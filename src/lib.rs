// MIT License - Copyright (c) 2026 Peter Wright
// Yale Sync alarm bridge
//
//! # yale-sync-bridge
//!
//! Exposes a Yale Sync alarm (panel, motion sensors, contact sensors and
//! door locks) as accessories of a home-automation host.
//!
//! The library reconciles remote devices with the accessories the host has
//! persisted, binds get/set handlers per device type, and translates states
//! between the Yale vocabulary (`arm`/`home`/`disarm`, lock status codes) and
//! the host's characteristic values.
//!
//! ## Quick Start
//!
//! ```no_run
//! use std::sync::Arc;
//! use yale_sync_bridge::{BridgeConfig, CharacteristicKind, LocalHost, YaleClient, YaleSyncPlatform};
//!
//! #[tokio::main]
//! async fn main() -> anyhow::Result<()> {
//!     let config = BridgeConfig::builder()
//!         .username("user@example.com")
//!         .password("secret")
//!         .client_token("token")
//!         .build();
//!
//!     let host = Arc::new(LocalHost::with_cache_file("accessories.json"));
//!     let client = Arc::new(YaleClient::new(&config)?);
//!     let platform = YaleSyncPlatform::new(config, client, host.clone());
//!
//!     let mut events = platform.subscribe();
//!     tokio::spawn(async move {
//!         while let Ok(event) = events.recv().await {
//!             println!("Event: {:?}", event);
//!         }
//!     });
//!
//!     for handle in host.restore_cached().await? {
//!         platform.configure_accessory(handle).await;
//!     }
//!     platform.did_finish_launching().await?;
//!
//!     for accessory in platform.accessories().await {
//!         let value = platform
//!             .handle_get(&accessory.identity(), CharacteristicKind::Name)
//!             .await;
//!         println!("{}: {:?}", accessory.identity(), value);
//!     }
//!     Ok(())
//! }
//! ```

pub mod binder;
pub mod catalog;
pub mod config;
pub mod constants;
pub mod devices;
pub mod error;
pub mod event;
pub mod handler;
pub mod hap;
pub mod host;
pub mod identity;
pub mod platform;
pub mod reconcile;
pub mod remote;
pub mod translate;
pub mod yale;

// Re-exports for convenience
pub use catalog::{DeviceCatalog, fetch_catalog};
pub use config::{BridgeConfig, BridgeConfigBuilder, HomeModePolicy};
pub use devices::{DeviceKind, DeviceRecord, DeviceState, RemoteAlarmState, RemoteLockCommand};
pub use error::{BridgeError, Result};
pub use event::{BridgeEvent, EventReceiver};
pub use hap::{
    AccessoryHandle, CharacteristicKind, CharacteristicValue, HostPlatform, PlatformAccessory,
};
pub use host::LocalHost;
pub use identity::{AccessoryIdentity, derive_identity};
pub use platform::{DiscoveryReport, YaleSyncPlatform};
pub use reconcile::{KnownAccessories, Reconciled, reconcile};
pub use remote::{AlarmService, RemoteDevice, RemoteDeviceMap};
pub use yale::YaleClient;
// Tests for `YaleClient` against a mocked Yale Sync API using wiremock.

use serde_json::json;
use wiremock::matchers::{body_string_contains, header, method, path};
use wiremock::{Mock, MockServer, ResponseTemplate};

use yale_sync_bridge::{
    AlarmService, BridgeConfig, BridgeError, DeviceState, RemoteAlarmState, RemoteLockCommand,
    YaleClient,
};

// ── Helpers ─────────────────────────────────────────────────────────

fn config(server: &MockServer) -> BridgeConfig {
    BridgeConfig::builder()
        .api_url(format!("{}/yapi", server.uri()))
        .username("user@example.com")
        .password("secret")
        .client_token("Y2xpZW50")
        .door_lock_pincode(Some("123456".to_string()))
        .build()
}

async fn mount_token(server: &MockServer) {
    Mock::given(method("POST"))
        .and(path("/yapi/o/token/"))
        .and(header("authorization", "Basic Y2xpZW50"))
        .and(body_string_contains("grant_type=password"))
        .respond_with(ResponseTemplate::new(200).set_body_json(json!({
            "access_token": "abc123",
            "refresh_token": "def456",
            "expires_in": 36000,
        })))
        .mount(server)
        .await;
}

async fn mount_panel(server: &MockServer, mac: &str, mode: &str) {
    Mock::given(method("GET"))
        .and(path("/yapi/api/panel/info/"))
        .and(header("authorization", "Bearer abc123"))
        .respond_with(ResponseTemplate::new(200).set_body_json(json!({
            "data": { "mac": mac, "name": "Home" }
        })))
        .mount(server)
        .await;

    Mock::given(method("GET"))
        .and(path("/yapi/api/panel/mode/"))
        .respond_with(ResponseTemplate::new(200).set_body_json(json!({
            "data": [{ "mode": mode }]
        })))
        .mount(server)
        .await;
}

async fn mount_devices(server: &MockServer) {
    Mock::given(method("GET"))
        .and(path("/yapi/api/panel/device_status/"))
        .respond_with(ResponseTemplate::new(200).set_body_json(json!({
            "data": [
                { "device_id": "RF:1", "name": "Hallway", "type": "device_type.pir",
                  "status1": "device_status.pir_triggered" },
                { "device_id": "RF:2", "name": "Front Door", "type": "device_type.door_contact",
                  "status1": "device_status.dc_open" },
                { "device_id": 1234, "name": "Back Door", "type": "device_type.door_lock",
                  "status1": "device_status.lock, device_status.dc_close" },
                { "device_id": "RF:9", "name": "Keypad", "type": "device_type.keypad",
                  "status1": "" },
            ]
        })))
        .mount(server)
        .await;
}

async fn setup() -> (MockServer, YaleClient) {
    let server = MockServer::start().await;
    mount_token(&server).await;
    let client = YaleClient::new(&config(&server)).unwrap();
    client.authenticate("user@example.com", "secret").await.unwrap();
    (server, client)
}

// ── Session ─────────────────────────────────────────────────────────

#[tokio::test]
async fn test_authenticate_stores_token() {
    let (_server, client) = setup().await;
    assert!(client.is_authenticated().await);
}

#[tokio::test]
async fn test_rejected_credentials() {
    let server = MockServer::start().await;
    Mock::given(method("POST"))
        .and(path("/yapi/o/token/"))
        .respond_with(ResponseTemplate::new(400).set_body_json(json!({
            "error": "invalid_grant"
        })))
        .mount(&server)
        .await;

    let client = YaleClient::new(&config(&server)).unwrap();
    let err = client
        .authenticate("user@example.com", "wrong")
        .await
        .unwrap_err();
    assert!(matches!(err, BridgeError::Authentication { .. }));
    assert!(!client.is_authenticated().await);
}

#[tokio::test]
async fn test_unauthorized_drops_session() {
    let (server, client) = setup().await;
    Mock::given(method("GET"))
        .and(path("/yapi/api/panel/info/"))
        .respond_with(ResponseTemplate::new(401).set_body_string("token expired"))
        .mount(&server)
        .await;

    let err = client.refresh_session_state().await.unwrap_err();
    assert!(matches!(err, BridgeError::Api { status: 401, .. }));
    assert!(!client.is_authenticated().await);
    assert!(matches!(
        client.query_panel_state().await,
        Err(BridgeError::NotAuthenticated)
    ));
}

// ── Panel ───────────────────────────────────────────────────────────

#[tokio::test]
async fn test_fetch_panel() {
    let (server, client) = setup().await;
    mount_panel(&server, "00:11:22:33:44:55", "arm").await;

    client.refresh_session_state().await.unwrap();
    let panel = client.fetch_panel().await.unwrap().unwrap();
    assert_eq!(panel.identifier, "00:11:22:33:44:55");
    assert_eq!(panel.name, "Home");
    assert_eq!(panel.state, DeviceState::Alarm(RemoteAlarmState::Armed));
}

#[tokio::test]
async fn test_account_without_panel() {
    let (server, client) = setup().await;
    mount_panel(&server, "", "disarm").await;

    assert!(client.fetch_panel().await.unwrap().is_none());
}

#[tokio::test]
async fn test_unknown_panel_mode() {
    let (server, client) = setup().await;
    mount_panel(&server, "00:11:22:33:44:55", "partial").await;

    let err = client.query_panel_state().await.unwrap_err();
    assert!(matches!(err, BridgeError::InvalidResponse { .. }));
}

#[tokio::test]
async fn test_command_panel_state() {
    let (server, client) = setup().await;
    Mock::given(method("POST"))
        .and(path("/yapi/api/panel/mode/"))
        .and(header("authorization", "Bearer abc123"))
        .and(body_string_contains("area=1"))
        .and(body_string_contains("mode=home"))
        .respond_with(ResponseTemplate::new(200).set_body_json(json!({ "result": true })))
        .expect(1)
        .mount(&server)
        .await;

    client
        .command_panel_state(RemoteAlarmState::Home)
        .await
        .unwrap();
}

#[tokio::test]
async fn test_command_panel_state_server_error() {
    let (server, client) = setup().await;
    Mock::given(method("POST"))
        .and(path("/yapi/api/panel/mode/"))
        .respond_with(ResponseTemplate::new(500).set_body_string("boom"))
        .mount(&server)
        .await;

    let err = client
        .command_panel_state(RemoteAlarmState::Armed)
        .await
        .unwrap_err();
    match err {
        BridgeError::Api { status, details, .. } => {
            assert_eq!(status, 500);
            assert_eq!(details, "boom");
        }
        other => panic!("unexpected error: {other:?}"),
    }
    // A server error keeps the session
    assert!(client.is_authenticated().await);
}

// ── Devices ─────────────────────────────────────────────────────────

#[tokio::test]
async fn test_device_groups() {
    let (server, client) = setup().await;
    mount_devices(&server).await;

    let motion = client.fetch_motion_sensors().await.unwrap();
    assert_eq!(motion.len(), 1);
    assert_eq!(motion["RF:1"].name, "Hallway");
    assert_eq!(motion["RF:1"].state, DeviceState::Status(1));

    let contacts = client.fetch_contact_sensors().await.unwrap();
    assert_eq!(contacts.len(), 1);
    assert_eq!(contacts["RF:2"].state, DeviceState::Status(0));

    let locks = client.fetch_door_locks().await.unwrap();
    assert_eq!(locks.len(), 1);
    assert_eq!(locks["1234"].state, DeviceState::Status(0));

    let codes = client.query_door_locks().await.unwrap();
    assert_eq!(codes.get("1234"), Some(&0));
}

#[tokio::test]
async fn test_command_door_lock_reports_new_status() {
    let (server, client) = setup().await;
    mount_devices(&server).await;
    Mock::given(method("POST"))
        .and(path("/yapi/api/panel/device_control/"))
        .and(body_string_contains("device_sid=1234"))
        .and(body_string_contains("request_value=1"))
        .and(body_string_contains("pincode=123456"))
        .respond_with(ResponseTemplate::new(200).set_body_json(json!({ "result": true })))
        .expect(1)
        .mount(&server)
        .await;

    let code = client
        .command_door_lock("1234", RemoteLockCommand::Locked)
        .await
        .unwrap();
    assert_eq!(code, 0);
}

#[tokio::test]
async fn test_command_unknown_door_lock() {
    let (server, client) = setup().await;
    mount_devices(&server).await;
    Mock::given(method("POST"))
        .and(path("/yapi/api/panel/device_control/"))
        .respond_with(ResponseTemplate::new(200).set_body_json(json!({ "result": true })))
        .mount(&server)
        .await;

    let err = client
        .command_door_lock("9999", RemoteLockCommand::Unlocked)
        .await
        .unwrap_err();
    assert!(matches!(err, BridgeError::UnknownDevice { identifier } if identifier == "9999"));
}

# [Aim of the exercise]
Using the records above, find and show each line with the string "main".

# [Response for this exercise]
//! #[tokio::main]
//! async fn main() -> anyhow::Result<()> {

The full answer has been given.